Recorded data:

┏━━

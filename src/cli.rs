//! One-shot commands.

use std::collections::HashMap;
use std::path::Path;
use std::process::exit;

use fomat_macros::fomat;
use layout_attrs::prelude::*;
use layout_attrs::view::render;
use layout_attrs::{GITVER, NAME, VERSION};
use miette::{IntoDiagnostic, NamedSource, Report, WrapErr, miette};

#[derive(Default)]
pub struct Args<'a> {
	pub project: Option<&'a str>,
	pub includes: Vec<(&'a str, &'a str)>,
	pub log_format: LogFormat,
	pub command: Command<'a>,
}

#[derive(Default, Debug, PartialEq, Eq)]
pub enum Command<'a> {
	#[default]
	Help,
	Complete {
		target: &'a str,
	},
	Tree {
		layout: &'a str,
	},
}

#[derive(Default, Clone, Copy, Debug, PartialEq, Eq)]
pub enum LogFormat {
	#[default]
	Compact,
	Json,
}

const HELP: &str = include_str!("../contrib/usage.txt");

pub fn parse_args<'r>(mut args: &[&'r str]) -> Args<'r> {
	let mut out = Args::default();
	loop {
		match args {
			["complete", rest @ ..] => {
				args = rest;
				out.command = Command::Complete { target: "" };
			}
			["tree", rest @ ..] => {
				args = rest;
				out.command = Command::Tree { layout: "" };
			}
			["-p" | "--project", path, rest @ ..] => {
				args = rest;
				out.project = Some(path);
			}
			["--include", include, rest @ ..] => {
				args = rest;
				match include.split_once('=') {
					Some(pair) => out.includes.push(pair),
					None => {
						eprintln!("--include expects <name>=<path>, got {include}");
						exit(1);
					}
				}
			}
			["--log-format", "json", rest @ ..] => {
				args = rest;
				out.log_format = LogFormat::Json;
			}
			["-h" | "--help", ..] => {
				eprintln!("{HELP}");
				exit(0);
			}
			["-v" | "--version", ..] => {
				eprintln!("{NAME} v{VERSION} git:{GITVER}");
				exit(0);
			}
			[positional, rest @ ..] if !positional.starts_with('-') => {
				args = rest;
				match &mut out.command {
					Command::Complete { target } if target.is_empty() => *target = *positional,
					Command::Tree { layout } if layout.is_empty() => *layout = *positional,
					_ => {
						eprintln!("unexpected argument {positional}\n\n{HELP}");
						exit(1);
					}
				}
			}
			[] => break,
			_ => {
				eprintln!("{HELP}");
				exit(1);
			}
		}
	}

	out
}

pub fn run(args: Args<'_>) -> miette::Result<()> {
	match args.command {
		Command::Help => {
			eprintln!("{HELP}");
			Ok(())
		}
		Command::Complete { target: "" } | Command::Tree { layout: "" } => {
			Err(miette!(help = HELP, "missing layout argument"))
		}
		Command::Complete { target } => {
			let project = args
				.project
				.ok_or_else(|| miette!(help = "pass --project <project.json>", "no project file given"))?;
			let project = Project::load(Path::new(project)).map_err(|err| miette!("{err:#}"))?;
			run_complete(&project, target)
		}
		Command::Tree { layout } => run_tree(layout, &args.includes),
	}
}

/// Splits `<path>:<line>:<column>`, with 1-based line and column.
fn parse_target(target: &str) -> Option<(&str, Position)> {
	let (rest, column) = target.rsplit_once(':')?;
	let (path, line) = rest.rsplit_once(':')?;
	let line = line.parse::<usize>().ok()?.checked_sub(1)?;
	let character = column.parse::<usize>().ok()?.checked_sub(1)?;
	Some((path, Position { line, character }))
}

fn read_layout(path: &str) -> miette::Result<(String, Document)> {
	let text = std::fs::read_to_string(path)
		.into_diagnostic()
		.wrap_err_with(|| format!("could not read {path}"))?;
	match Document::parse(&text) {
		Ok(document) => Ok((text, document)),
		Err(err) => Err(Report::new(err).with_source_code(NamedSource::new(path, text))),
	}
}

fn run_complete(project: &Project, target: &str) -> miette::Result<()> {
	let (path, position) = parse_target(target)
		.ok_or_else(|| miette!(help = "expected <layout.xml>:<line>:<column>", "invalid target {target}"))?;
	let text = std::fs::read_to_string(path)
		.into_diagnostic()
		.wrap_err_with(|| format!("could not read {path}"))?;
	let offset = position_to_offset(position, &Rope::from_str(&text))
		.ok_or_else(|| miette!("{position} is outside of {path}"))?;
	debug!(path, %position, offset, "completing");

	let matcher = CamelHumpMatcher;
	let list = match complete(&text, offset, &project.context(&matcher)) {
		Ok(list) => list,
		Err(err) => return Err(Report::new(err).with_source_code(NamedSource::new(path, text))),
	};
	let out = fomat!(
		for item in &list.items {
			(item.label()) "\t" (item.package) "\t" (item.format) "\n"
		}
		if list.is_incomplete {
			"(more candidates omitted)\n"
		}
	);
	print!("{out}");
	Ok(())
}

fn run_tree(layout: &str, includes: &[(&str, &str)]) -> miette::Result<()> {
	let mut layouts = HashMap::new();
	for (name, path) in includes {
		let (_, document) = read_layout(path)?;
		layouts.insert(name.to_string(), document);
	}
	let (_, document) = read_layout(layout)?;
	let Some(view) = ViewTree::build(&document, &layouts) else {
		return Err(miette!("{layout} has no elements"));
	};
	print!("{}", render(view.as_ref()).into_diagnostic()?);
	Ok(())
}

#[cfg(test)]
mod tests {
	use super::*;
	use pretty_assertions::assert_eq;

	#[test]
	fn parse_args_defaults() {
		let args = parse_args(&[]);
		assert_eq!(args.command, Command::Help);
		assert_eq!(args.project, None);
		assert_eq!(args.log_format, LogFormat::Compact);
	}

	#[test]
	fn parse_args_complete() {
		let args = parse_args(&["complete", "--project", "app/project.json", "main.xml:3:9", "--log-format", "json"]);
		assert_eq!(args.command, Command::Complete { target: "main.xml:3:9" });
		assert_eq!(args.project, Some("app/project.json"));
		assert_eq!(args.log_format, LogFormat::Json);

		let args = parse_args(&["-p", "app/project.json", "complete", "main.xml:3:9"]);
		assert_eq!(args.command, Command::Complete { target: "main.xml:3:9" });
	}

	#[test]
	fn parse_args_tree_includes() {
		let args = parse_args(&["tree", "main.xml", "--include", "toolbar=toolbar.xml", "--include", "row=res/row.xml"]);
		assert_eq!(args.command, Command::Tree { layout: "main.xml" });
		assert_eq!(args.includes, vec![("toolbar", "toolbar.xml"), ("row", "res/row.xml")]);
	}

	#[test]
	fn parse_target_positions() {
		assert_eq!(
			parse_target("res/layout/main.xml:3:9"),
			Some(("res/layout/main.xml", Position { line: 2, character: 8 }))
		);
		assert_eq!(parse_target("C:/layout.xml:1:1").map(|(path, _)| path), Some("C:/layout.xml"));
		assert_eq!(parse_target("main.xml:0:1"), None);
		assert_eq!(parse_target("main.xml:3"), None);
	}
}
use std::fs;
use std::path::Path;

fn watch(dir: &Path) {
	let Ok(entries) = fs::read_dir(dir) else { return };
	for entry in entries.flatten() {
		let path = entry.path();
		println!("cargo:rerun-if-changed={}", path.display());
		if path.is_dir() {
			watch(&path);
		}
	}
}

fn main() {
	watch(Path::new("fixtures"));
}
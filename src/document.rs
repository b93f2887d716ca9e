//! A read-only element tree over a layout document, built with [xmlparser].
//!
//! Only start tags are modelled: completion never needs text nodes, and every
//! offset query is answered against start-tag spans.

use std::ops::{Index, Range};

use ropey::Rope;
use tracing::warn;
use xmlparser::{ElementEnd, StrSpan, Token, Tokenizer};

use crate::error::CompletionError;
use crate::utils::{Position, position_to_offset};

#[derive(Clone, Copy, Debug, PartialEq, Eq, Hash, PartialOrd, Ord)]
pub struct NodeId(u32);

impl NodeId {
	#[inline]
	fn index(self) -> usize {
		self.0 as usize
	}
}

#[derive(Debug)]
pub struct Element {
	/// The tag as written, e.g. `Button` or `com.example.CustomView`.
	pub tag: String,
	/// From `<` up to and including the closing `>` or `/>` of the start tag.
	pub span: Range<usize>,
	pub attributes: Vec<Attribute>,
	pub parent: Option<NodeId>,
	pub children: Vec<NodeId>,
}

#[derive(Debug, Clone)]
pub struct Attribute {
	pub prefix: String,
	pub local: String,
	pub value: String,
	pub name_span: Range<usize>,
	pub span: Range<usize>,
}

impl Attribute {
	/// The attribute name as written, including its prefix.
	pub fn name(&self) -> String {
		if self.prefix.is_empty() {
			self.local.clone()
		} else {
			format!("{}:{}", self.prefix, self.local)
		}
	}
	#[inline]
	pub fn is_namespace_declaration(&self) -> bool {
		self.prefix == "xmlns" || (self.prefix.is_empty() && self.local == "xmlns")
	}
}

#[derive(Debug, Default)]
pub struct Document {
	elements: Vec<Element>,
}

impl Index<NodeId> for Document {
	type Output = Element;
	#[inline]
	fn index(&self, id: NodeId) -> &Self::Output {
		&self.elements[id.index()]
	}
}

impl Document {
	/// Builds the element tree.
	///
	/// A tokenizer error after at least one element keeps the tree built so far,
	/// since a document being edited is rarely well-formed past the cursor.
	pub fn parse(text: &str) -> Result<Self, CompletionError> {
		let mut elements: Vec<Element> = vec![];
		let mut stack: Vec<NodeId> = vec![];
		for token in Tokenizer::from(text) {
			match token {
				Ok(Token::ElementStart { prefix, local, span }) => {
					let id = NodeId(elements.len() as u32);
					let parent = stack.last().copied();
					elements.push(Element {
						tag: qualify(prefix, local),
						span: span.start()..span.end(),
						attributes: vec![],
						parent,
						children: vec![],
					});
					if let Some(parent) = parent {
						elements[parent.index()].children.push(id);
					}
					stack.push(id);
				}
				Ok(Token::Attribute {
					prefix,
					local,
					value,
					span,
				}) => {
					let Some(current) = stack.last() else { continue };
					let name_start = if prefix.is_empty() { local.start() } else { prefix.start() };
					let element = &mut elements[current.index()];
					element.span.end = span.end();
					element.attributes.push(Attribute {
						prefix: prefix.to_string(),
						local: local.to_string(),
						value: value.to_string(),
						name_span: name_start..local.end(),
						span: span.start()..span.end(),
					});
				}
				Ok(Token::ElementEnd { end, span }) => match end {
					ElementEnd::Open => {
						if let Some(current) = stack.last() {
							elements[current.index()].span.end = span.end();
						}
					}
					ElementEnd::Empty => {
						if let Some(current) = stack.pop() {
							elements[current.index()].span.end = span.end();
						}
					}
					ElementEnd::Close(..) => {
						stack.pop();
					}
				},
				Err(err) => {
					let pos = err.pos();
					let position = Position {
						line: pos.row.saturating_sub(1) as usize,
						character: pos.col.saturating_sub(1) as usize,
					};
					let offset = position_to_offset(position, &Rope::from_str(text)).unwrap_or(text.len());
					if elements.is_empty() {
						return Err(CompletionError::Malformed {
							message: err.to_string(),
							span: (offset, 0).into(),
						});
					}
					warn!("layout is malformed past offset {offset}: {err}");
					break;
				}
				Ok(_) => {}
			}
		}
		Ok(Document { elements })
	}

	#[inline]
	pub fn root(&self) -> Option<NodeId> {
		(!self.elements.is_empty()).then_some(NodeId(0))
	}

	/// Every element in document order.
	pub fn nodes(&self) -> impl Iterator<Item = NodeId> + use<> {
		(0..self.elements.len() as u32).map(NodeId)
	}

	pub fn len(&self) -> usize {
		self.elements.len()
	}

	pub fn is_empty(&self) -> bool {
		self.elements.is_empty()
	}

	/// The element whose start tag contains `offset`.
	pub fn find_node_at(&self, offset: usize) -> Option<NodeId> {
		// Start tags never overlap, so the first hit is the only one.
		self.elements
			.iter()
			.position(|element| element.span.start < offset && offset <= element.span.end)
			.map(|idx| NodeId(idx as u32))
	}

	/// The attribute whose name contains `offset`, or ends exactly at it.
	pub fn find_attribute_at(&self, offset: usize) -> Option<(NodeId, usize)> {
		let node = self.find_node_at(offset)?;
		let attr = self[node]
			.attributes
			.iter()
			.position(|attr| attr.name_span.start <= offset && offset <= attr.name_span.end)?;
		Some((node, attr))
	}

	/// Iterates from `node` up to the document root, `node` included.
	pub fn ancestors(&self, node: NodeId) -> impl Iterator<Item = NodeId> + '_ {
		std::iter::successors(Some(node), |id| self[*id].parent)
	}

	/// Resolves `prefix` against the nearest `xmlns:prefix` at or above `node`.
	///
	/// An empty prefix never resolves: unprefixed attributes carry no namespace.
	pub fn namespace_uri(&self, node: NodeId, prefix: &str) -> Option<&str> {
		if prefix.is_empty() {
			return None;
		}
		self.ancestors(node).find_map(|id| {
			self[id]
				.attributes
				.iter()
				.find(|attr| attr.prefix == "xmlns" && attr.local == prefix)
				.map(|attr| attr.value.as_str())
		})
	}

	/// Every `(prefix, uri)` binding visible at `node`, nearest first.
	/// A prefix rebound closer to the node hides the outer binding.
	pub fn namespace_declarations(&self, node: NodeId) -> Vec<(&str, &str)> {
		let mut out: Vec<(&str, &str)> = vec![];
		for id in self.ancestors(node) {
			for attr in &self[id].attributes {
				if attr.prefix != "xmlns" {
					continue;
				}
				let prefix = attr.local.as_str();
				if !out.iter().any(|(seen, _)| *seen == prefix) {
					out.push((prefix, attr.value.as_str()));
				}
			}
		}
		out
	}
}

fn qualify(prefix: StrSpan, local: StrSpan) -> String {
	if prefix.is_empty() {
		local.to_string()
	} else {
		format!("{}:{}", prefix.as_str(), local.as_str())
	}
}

┗━━

INSTRUCTIONS TO FOLLOW:
Output only an exact transcription of the lines above from the one with "is malformed past" up to and including the one with "exactly at it.".

TASK SOLUTION:
					warn!("layout is malformed past offset {offset}: {err}");
					break;
				}
				Ok(_) => {}
			}
		}
		Ok(Document { elements })
	}

	#[inline]
	pub fn root(&self) -> Option<NodeId> {
		(!self.elements.is_empty()).then_some(NodeId(0))
	}

	/// Every element in document order.
	pub fn nodes(&self) -> impl Iterator<Item = NodeId> + use<> {
		(0..self.elements.len() as u32).map(NodeId)
	}

	pub fn len(&self) -> usize {
		self.elements.len()
	}

	pub fn is_empty(&self) -> bool {
		self.elements.is_empty()
	}

	/// The element whose start tag contains `offset`.
	pub fn find_node_at(&self, offset: usize) -> Option<NodeId> {
		// Start tags never overlap, so the first hit is the only one.
		self.elements
			.iter()
			.position(|element| element.span.start < offset && offset <= element.span.end)
			.map(|idx| NodeId(idx as u32))
	}

	/// The attribute whose name contains `offset`, or ends exactly at it.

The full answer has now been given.